世界大百科事典(旧版)内の日本紀私記の言及

【釈日本紀】より

…著作年代は未詳だが,兼方の父兼文が1274‐75年(文永11‐建治1)ころ前関白一条実経に講義したときの説にもとづいており,また1301年(正安3)には写本ができているので,その20余年の間に完成したものと考えられる。奈良~平安初期の朝廷でしばしば行われた《日本書紀》講読の記録である《日本紀私記》が,いずれも訓のみを問題にしているのに対して,兼方は父祖以来の家学を受けつぎ,諸種の私記のみならず《上宮記》《風土記》そのほか多くの古書を参照し,解題,注音,乱脱,帝王系図,述義,秘訓,和歌の7部門に分けて,注釈を集大成した。

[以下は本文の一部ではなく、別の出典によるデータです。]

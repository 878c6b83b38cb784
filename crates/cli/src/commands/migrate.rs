use crate::commands::{with_database, CommandResult};
use efiling_db::migrations;

pub fn run() -> CommandResult {
    let result = with_database("migrate", |_config, pool| async move {
        migrations::run_pending(&pool)
            .await
            .map_err(|error| ("migration", error.to_string(), 5u8))
    });

    match result {
        Ok(()) => CommandResult::success("migrate", "applied pending migrations"),
        Err(failure) => failure,
    }
}
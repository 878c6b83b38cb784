use thiserror::Error;

#[derive(Clone, Debug, Error, PartialEq, Eq)]
pub enum DomainError {
    #[error("validation failed: {0}")]
    Validation(String),
    #[error("{entity} `{id}` not found")]
    NotFound { entity: &'static str, id: String },
    #[error("unauthorized: {0}")]
    Unauthorized(String),
    #[error("forbidden: {0}")]
    Forbidden(String),
    #[error("invalid role pattern `{pattern}`: {reason}")]
    InvalidPattern { pattern: String, reason: String },
}

impl DomainError {
    pub fn not_found(entity: &'static str, id: impl ToString) -> Self {
        Self::NotFound { entity, id: id.to_string() }
    }
}

#[derive(Clone, Debug, Error, PartialEq, Eq)]
pub enum ApplicationError {
    #[error(transparent)]
    Domain(#[from] DomainError),
    #[error("persistence failure: {0}")]
    Persistence(String),
    #[error("transaction rolled back: {0}")]
    Transaction(String),
}
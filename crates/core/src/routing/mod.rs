pub mod pattern;
pub mod resolver;
pub mod sla;

use serde::{Deserialize, Serialize};

pub use pattern::RolePattern;
pub use resolver::{scope_matches, RoutingResolver};
pub use sla::{
    compile_rules, sla_hours_for, CompiledRule, InMemorySlaRuleSource, SlaCalculator,
    SlaRuleSource, DEFAULT_SLA_HOURS,
};

/// Role codes that bypass the rule matrix and may send to anyone.
#[derive(Clone, Debug, Default, PartialEq, Eq, Serialize, Deserialize)]
pub struct GlobalRoleSet {
    codes: Vec<String>,
}

impl GlobalRoleSet {
    pub fn new<I, S>(codes: I) -> Self
    where
        I: IntoIterator<Item = S>,
        S: AsRef<str>,
    {
        let mut codes: Vec<String> = codes
            .into_iter()
            .map(|code| code.as_ref().trim().to_ascii_uppercase())
            .filter(|code| !code.is_empty())
            .collect();
        codes.sort();
        codes.dedup();
        Self { codes }
    }

    pub fn contains(&self, role_code: &str) -> bool {
        let role_code = role_code.trim().to_ascii_uppercase();
        self.codes.iter().any(|code| *code == role_code)
    }

    pub fn codes(&self) -> &[String] {
        &self.codes
    }
}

中世の学問・思想にとって重要な書物だが,今日では室町~戦国時代に散逸した多くの古書が引用されている点で尊重される。…

【日本紀講筵】より

… 講筵はほぼ30年間隔で開かれていて,宮廷の人々がみな一生に一度はこれに触れる機会があるように配慮されていたごとくであり,博士はふつう前回に尚復などを務めた者の中から任命され,前後の講究の一貫性も重視されていたようである。博士が講義に当たって作成した覚書を《日本紀私記》といい,単に《書紀》の本文の語句に訓注を施したものと,講席における問答を逐次筆録したものとがあるが,今日いわゆる甲乙丙丁4種の不完全な《私記》の伝本があって《国史大系》に収められ,ほかに《釈日本紀》《和名抄》その他に数多くの逸文がある。甲本,丁本はそれぞれ弘仁,承平度のもので,その他はみな年次の推定が困難であるが,それらを通じてみると,《書紀》本文の定訓を確立し,それによって《書紀》の漢文的記述のもとになった和文による古伝承の姿を復元することに,一貫した努力が払われていたことがうかがわれる。…

※「日本紀私記」について言及している用語解説の一部を掲載しています。